=== Task prompt ===
Using the listing below, please count the lines that contain the string "favorite". Only the number is wanted.
*** Begin section ***
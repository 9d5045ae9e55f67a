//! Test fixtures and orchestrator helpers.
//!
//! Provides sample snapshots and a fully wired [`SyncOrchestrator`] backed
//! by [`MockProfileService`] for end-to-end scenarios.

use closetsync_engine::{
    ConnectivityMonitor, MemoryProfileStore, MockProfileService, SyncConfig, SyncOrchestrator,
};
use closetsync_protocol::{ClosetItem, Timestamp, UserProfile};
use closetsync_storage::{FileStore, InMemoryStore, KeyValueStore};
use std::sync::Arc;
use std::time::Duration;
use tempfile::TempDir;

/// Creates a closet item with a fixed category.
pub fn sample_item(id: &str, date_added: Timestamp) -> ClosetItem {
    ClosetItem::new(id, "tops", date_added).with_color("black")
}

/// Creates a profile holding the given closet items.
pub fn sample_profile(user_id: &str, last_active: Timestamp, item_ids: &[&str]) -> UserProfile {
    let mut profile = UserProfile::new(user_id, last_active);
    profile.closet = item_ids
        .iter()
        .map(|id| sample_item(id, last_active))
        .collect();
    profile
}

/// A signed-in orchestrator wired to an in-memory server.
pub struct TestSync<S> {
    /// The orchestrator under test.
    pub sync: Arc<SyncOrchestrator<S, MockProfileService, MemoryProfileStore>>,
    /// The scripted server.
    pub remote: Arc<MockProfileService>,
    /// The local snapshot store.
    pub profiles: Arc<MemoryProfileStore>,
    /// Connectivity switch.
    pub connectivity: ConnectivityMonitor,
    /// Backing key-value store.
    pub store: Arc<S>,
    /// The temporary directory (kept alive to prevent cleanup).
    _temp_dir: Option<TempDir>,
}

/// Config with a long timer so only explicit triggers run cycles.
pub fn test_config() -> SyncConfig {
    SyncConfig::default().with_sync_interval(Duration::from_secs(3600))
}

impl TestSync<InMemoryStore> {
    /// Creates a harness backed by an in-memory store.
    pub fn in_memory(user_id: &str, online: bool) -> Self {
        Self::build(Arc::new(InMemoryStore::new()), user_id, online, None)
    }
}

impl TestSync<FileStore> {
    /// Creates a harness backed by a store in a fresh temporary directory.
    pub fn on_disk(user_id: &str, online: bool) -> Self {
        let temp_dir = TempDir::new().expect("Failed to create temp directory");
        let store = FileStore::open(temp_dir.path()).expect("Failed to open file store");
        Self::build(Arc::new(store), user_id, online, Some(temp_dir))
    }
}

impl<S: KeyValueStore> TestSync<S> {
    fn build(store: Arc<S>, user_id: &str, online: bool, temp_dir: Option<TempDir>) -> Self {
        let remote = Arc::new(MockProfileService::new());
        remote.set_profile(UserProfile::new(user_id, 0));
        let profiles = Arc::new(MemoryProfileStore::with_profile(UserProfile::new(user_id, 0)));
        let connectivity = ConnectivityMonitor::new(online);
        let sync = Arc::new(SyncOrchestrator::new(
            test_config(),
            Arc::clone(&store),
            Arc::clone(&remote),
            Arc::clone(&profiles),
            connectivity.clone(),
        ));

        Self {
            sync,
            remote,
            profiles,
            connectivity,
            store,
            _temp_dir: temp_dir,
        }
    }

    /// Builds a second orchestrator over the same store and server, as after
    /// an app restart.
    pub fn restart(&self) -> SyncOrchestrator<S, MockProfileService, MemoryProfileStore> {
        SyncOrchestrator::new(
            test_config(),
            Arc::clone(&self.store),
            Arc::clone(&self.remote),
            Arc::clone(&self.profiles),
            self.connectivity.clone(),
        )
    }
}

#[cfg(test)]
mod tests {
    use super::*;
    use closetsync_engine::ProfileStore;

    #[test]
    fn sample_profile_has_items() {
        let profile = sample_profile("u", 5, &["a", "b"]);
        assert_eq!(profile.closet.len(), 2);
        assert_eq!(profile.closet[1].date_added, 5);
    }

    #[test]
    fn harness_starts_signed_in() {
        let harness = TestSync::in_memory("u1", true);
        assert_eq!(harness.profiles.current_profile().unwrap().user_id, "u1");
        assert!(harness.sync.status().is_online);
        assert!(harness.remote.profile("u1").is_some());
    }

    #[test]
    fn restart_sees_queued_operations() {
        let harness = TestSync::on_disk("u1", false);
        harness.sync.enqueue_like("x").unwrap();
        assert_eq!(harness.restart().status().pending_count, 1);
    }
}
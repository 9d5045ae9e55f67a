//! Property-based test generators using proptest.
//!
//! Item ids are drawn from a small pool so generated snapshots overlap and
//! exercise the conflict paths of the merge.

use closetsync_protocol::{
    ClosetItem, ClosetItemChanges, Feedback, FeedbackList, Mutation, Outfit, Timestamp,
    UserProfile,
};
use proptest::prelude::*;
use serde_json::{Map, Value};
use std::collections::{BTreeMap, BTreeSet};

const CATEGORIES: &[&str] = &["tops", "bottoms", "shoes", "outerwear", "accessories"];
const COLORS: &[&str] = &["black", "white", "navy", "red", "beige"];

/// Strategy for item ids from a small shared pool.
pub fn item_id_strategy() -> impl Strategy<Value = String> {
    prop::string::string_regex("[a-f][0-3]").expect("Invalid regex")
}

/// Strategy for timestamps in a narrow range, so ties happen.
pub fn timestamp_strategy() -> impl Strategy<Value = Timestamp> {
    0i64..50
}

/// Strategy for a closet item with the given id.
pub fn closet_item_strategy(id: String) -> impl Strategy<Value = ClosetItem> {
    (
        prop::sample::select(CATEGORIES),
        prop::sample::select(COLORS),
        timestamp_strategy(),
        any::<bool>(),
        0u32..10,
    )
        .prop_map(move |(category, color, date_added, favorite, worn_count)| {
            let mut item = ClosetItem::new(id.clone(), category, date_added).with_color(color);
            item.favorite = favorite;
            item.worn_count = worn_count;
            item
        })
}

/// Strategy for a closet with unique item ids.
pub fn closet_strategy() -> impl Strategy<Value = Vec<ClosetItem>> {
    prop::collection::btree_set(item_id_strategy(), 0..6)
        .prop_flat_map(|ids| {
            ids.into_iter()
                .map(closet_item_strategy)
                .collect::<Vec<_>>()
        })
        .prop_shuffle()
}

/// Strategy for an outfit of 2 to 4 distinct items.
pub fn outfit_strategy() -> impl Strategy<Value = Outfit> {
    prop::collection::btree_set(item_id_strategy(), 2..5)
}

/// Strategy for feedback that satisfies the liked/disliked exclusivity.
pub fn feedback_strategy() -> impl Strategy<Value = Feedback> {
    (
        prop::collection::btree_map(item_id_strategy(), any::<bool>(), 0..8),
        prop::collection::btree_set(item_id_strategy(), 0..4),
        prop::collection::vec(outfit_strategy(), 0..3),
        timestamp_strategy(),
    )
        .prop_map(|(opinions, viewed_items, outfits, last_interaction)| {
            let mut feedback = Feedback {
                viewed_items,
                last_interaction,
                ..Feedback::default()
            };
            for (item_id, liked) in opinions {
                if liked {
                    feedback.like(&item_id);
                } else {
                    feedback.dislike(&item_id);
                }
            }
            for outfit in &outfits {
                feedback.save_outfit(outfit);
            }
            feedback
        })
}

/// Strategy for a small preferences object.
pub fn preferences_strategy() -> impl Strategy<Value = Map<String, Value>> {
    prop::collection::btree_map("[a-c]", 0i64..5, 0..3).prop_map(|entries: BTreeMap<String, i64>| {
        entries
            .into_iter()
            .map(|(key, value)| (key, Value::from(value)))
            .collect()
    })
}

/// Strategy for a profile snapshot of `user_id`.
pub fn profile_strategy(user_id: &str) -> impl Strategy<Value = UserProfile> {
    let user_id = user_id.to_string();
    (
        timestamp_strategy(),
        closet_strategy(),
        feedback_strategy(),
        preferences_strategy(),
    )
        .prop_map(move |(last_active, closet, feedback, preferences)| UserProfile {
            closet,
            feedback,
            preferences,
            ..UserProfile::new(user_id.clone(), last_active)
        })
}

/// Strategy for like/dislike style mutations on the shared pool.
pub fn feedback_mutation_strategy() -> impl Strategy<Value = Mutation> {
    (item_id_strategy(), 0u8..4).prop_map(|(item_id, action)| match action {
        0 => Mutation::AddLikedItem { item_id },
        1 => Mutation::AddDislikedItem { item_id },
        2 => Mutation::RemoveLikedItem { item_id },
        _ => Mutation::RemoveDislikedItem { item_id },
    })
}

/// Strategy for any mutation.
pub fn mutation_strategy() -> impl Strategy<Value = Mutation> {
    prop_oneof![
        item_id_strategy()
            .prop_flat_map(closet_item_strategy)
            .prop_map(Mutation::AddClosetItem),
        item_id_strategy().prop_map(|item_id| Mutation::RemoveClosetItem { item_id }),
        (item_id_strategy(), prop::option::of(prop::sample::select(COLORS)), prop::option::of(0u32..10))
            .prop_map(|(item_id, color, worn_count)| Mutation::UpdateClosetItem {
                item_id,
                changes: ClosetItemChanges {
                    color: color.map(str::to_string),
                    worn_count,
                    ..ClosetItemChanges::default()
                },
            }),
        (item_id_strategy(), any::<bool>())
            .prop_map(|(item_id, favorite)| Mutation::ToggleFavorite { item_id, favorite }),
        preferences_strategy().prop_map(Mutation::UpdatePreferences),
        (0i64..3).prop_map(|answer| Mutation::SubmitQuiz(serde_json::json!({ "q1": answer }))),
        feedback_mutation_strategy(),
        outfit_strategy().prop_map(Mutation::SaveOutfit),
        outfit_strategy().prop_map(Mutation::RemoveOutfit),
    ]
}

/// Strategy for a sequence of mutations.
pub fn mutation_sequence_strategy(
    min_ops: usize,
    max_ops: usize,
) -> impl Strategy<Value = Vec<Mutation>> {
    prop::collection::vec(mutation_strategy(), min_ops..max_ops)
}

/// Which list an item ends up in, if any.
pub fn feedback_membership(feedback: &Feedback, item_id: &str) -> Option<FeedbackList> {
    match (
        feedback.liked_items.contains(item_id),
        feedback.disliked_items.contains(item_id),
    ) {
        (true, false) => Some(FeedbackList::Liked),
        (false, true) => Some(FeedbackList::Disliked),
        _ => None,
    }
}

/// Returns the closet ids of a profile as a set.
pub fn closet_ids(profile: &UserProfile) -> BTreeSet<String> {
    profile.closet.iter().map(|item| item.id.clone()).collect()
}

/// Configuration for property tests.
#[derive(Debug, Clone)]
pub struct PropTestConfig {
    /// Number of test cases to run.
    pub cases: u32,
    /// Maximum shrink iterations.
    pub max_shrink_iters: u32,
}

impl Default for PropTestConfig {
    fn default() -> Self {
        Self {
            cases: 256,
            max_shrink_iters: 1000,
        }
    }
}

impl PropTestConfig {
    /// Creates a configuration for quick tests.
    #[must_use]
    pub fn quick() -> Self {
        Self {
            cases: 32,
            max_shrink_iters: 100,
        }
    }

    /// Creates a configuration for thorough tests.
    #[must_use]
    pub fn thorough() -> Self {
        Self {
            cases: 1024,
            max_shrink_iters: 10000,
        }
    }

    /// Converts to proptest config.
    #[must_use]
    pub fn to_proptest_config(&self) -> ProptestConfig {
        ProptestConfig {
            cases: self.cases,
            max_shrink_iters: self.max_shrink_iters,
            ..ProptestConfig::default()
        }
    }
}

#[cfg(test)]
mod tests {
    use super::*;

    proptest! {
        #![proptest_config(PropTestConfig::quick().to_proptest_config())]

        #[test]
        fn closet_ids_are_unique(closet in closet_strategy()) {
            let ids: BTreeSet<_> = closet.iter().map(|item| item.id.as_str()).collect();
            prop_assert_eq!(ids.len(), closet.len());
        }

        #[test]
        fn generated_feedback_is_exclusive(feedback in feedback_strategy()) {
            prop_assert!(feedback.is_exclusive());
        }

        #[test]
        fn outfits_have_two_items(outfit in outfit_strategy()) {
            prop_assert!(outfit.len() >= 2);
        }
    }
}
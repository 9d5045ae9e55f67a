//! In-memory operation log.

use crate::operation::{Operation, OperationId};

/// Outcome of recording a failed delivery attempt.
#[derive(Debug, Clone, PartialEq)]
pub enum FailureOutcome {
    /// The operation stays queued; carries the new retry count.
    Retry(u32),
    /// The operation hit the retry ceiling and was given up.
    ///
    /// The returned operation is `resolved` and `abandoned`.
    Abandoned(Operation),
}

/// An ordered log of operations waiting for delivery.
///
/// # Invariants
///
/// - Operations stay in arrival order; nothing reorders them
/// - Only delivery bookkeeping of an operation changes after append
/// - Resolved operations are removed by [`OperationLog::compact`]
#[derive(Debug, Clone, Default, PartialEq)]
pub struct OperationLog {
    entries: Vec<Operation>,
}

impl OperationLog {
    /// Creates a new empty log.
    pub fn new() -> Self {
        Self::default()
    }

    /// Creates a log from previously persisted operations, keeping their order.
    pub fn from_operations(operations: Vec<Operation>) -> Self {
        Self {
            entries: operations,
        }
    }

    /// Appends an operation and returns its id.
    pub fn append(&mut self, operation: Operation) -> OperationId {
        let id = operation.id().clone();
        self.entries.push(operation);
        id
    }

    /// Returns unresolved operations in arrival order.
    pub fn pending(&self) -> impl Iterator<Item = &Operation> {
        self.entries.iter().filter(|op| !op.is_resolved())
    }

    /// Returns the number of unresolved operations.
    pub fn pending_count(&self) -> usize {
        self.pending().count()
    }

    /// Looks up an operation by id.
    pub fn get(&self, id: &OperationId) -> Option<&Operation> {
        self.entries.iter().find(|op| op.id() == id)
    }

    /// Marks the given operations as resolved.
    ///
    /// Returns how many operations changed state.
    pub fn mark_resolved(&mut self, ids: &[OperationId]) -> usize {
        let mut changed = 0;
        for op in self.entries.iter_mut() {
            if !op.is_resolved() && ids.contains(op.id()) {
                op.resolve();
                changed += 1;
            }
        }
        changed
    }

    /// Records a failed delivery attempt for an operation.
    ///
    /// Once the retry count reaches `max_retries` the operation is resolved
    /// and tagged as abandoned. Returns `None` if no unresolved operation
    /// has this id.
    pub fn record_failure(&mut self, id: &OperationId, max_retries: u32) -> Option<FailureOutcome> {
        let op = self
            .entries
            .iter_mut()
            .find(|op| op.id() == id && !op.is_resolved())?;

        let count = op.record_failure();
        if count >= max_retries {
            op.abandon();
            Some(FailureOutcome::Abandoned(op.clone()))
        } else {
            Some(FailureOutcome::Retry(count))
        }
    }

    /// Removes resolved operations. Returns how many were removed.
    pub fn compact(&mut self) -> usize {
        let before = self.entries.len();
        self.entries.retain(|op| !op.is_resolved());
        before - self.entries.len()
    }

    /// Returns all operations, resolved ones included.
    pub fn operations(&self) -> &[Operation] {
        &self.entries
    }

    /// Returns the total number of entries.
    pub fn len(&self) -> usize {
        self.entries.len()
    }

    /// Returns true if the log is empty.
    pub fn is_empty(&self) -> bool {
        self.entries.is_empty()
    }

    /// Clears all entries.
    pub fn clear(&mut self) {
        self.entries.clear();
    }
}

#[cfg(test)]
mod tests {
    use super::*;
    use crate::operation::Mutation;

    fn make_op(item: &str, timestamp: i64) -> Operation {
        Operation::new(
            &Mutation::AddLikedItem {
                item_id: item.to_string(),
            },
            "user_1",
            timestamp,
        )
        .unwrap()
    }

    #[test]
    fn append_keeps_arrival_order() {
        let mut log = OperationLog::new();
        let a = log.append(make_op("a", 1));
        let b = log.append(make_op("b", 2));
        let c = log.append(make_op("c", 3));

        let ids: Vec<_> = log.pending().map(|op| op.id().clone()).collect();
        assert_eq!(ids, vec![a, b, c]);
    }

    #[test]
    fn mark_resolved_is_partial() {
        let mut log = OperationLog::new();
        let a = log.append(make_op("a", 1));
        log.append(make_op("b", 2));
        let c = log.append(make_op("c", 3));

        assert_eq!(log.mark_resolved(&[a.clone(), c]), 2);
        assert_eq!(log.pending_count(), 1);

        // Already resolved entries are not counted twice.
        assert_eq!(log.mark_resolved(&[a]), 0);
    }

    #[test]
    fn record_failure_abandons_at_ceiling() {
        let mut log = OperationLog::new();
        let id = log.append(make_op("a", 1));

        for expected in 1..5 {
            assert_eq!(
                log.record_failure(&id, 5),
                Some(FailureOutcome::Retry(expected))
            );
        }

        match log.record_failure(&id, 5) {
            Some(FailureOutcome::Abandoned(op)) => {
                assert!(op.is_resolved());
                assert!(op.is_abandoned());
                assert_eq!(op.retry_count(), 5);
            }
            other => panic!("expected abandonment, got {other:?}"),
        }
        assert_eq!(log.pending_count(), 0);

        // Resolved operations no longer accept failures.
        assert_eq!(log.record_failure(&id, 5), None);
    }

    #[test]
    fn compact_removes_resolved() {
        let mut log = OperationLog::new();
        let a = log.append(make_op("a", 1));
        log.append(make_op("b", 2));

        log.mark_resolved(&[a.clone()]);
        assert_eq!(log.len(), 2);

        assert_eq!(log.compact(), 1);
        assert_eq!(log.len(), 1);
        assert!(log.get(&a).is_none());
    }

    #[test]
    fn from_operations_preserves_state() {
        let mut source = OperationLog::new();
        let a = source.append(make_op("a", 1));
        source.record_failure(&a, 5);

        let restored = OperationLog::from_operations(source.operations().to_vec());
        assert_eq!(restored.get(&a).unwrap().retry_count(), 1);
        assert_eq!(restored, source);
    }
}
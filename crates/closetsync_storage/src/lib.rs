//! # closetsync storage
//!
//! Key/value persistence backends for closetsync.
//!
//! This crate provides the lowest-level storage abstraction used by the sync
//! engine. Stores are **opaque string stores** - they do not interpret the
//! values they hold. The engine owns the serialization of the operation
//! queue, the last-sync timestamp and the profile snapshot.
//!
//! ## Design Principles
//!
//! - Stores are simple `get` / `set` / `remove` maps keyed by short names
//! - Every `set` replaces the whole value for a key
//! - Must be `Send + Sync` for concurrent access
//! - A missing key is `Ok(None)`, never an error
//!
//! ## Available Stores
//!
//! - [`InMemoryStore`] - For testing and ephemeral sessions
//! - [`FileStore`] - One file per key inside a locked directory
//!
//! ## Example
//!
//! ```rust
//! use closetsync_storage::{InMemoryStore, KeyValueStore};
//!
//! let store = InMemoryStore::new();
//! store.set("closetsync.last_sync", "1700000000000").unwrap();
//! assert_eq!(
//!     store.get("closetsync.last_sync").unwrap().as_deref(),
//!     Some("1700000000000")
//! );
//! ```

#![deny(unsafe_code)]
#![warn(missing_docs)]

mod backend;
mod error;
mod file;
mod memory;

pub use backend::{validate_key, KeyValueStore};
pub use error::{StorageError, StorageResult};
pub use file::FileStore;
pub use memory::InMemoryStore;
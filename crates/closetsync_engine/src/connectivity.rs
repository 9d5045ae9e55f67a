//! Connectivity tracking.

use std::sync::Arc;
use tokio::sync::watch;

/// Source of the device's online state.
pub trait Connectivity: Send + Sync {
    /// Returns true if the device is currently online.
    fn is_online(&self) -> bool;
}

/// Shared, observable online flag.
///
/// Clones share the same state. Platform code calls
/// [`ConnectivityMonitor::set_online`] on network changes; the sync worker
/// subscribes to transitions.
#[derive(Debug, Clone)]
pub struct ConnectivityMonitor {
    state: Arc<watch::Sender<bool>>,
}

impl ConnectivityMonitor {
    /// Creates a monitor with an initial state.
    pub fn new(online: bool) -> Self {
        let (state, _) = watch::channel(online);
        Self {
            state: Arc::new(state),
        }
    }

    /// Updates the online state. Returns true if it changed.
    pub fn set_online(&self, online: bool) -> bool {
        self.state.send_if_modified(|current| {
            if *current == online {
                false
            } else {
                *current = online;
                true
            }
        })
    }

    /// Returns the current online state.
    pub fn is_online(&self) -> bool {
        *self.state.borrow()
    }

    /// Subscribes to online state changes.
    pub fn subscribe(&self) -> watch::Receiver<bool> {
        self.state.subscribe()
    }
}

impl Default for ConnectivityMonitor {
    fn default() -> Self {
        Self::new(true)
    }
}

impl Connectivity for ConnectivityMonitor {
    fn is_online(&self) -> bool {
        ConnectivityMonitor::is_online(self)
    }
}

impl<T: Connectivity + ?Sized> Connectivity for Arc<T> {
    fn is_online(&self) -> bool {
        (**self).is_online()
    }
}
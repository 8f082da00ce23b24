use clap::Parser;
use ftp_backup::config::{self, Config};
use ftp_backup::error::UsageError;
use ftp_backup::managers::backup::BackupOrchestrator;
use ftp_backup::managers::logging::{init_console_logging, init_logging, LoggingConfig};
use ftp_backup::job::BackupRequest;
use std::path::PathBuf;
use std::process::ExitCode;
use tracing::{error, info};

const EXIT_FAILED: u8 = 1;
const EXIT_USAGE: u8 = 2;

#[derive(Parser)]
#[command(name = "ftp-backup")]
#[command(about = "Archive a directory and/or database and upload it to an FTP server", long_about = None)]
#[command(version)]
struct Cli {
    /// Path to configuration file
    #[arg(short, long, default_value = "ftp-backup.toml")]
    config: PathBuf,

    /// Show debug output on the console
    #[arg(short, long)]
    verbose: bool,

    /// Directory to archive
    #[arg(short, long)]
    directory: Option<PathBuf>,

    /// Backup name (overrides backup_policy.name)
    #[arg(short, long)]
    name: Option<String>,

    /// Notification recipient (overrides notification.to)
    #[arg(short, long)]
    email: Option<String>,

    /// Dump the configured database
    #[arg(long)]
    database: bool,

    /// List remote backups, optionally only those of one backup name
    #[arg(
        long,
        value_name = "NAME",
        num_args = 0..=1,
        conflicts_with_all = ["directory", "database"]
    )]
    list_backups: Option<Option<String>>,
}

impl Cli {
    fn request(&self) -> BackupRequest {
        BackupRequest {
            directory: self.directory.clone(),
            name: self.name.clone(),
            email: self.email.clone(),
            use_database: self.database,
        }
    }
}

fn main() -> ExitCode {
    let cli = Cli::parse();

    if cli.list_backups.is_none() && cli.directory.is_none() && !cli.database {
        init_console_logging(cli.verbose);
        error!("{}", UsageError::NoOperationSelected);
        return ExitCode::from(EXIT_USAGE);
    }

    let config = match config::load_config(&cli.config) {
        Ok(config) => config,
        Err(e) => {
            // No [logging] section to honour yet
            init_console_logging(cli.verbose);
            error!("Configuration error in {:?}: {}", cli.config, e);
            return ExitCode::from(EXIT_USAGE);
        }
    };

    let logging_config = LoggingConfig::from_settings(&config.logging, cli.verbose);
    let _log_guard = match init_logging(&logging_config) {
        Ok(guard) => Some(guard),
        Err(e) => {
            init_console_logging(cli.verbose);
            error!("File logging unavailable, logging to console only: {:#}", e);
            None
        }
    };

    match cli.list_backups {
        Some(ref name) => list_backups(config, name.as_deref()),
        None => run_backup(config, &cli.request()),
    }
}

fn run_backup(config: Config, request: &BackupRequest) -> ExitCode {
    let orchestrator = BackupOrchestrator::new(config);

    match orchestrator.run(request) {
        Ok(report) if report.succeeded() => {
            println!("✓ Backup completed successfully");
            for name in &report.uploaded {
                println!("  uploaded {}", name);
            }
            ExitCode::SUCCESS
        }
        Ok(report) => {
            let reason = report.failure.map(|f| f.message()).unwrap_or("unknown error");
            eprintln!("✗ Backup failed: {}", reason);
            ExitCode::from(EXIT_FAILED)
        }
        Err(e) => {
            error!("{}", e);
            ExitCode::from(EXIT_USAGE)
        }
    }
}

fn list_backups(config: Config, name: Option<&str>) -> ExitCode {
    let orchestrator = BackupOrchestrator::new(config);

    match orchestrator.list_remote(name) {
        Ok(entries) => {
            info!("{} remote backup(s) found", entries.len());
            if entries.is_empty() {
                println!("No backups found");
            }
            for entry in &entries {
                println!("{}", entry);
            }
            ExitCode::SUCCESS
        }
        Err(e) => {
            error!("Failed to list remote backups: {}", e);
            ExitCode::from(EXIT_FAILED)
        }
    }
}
*** End section ***
=== Output below ===
3